Methods: The study is designed as a multi-centre prospective clinical observational trial. An extensive primary data set of clinical, neuroimaging, electrophysiological, and laboratory data will be collected within 96 h of stroke onset from patients with relevant upper extremity deficit, as indexed by a Fugl-Meyer-Upper Extremity (FM-UE) score ≤ 50. At least 200 patients will be recruited. Clinical scores will include the FM-UE score (range 0-66, unimpaired function is indicated by a score of 66), Action Research Arm Test, modified Rankin Scale, Barthel Index and Stroke-Specific Quality of Life Scale.
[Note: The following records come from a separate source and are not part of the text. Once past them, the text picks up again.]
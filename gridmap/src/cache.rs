use alloc::vec::Vec;

/// Derived index spaces, rebuilt from the indexes sequence and the aggregated flags.
///
/// This is a pure function of `(sequence, trimmed, hidden)`: the mapper never patches it in
/// place, it recomputes it with [`IndexCache::compute`] once per structural change.
///
/// With `feature = "serde"`, this type implements `Serialize`/`Deserialize`.
#[derive(Clone, Debug, Default, PartialEq, Eq)]
#[cfg_attr(feature = "serde", derive(serde::Serialize, serde::Deserialize))]
pub struct IndexCache {
    not_trimmed: Vec<usize>,
    not_hidden: Vec<usize>,
    renderable: Vec<usize>,
    // Inverse lookups, indexed by physical index.
    visual_of: Vec<Option<usize>>,
    renderable_of: Vec<Option<usize>>,
}

impl IndexCache {
    /// Missing flags (e.g. no trimming map registered) count as `false`.
    pub fn compute(sequence: &[usize], trimmed: &[bool], hidden: &[bool]) -> Self {
        let is_trimmed = |physical: usize| trimmed.get(physical).copied().unwrap_or(false);
        let is_hidden = |physical: usize| hidden.get(physical).copied().unwrap_or(false);

        let mut cache = Self {
            not_trimmed: Vec::with_capacity(sequence.len()),
            not_hidden: Vec::with_capacity(sequence.len()),
            renderable: Vec::with_capacity(sequence.len()),
            visual_of: alloc::vec![None; sequence.len()],
            renderable_of: alloc::vec![None; sequence.len()],
        };

        for &physical in sequence {
            let trimmed = is_trimmed(physical);
            let hidden = is_hidden(physical);

            if !trimmed {
                if let Some(slot) = cache.visual_of.get_mut(physical) {
                    *slot = Some(cache.not_trimmed.len());
                }
                cache.not_trimmed.push(physical);
            }
            if !hidden {
                cache.not_hidden.push(physical);
            }
            if !trimmed && !hidden {
                if let Some(slot) = cache.renderable_of.get_mut(physical) {
                    *slot = Some(cache.renderable.len());
                }
                cache.renderable.push(physical);
            }
        }

        cache
    }

    /// Physical indexes in visual order, excluding trimmed ones. Position = visual index.
    pub fn not_trimmed(&self) -> &[usize] {
        &self.not_trimmed
    }

    /// Physical indexes in sequence order, excluding hidden ones.
    pub fn not_hidden(&self) -> &[usize] {
        &self.not_hidden
    }

    /// Physical indexes that are neither trimmed nor hidden. Position = renderable index.
    pub fn renderable(&self) -> &[usize] {
        &self.renderable
    }

    pub fn visual_of(&self, physical: usize) -> Option<usize> {
        self.visual_of.get(physical).copied().flatten()
    }

    pub fn renderable_of(&self, physical: usize) -> Option<usize> {
        self.renderable_of.get(physical).copied().flatten()
    }
}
Follow-up clinical scores and applied types and amount of rehabilitation treatment will be documented in the rehabilitation hospitals. Final follow-up clinical scoring will be performed 90 days after the stroke event. The primary endpoint is the change in FM-UE defined as 90 days FM-UE minus initial FM-UE, divided by initial FM-UE impairment. Changes in the other clinical scores serve as secondary endpoints. Machine learning methods will be employed to analyze the data and predict primary and secondary endpoints based on the primary data set and the different rehabilitation treatments.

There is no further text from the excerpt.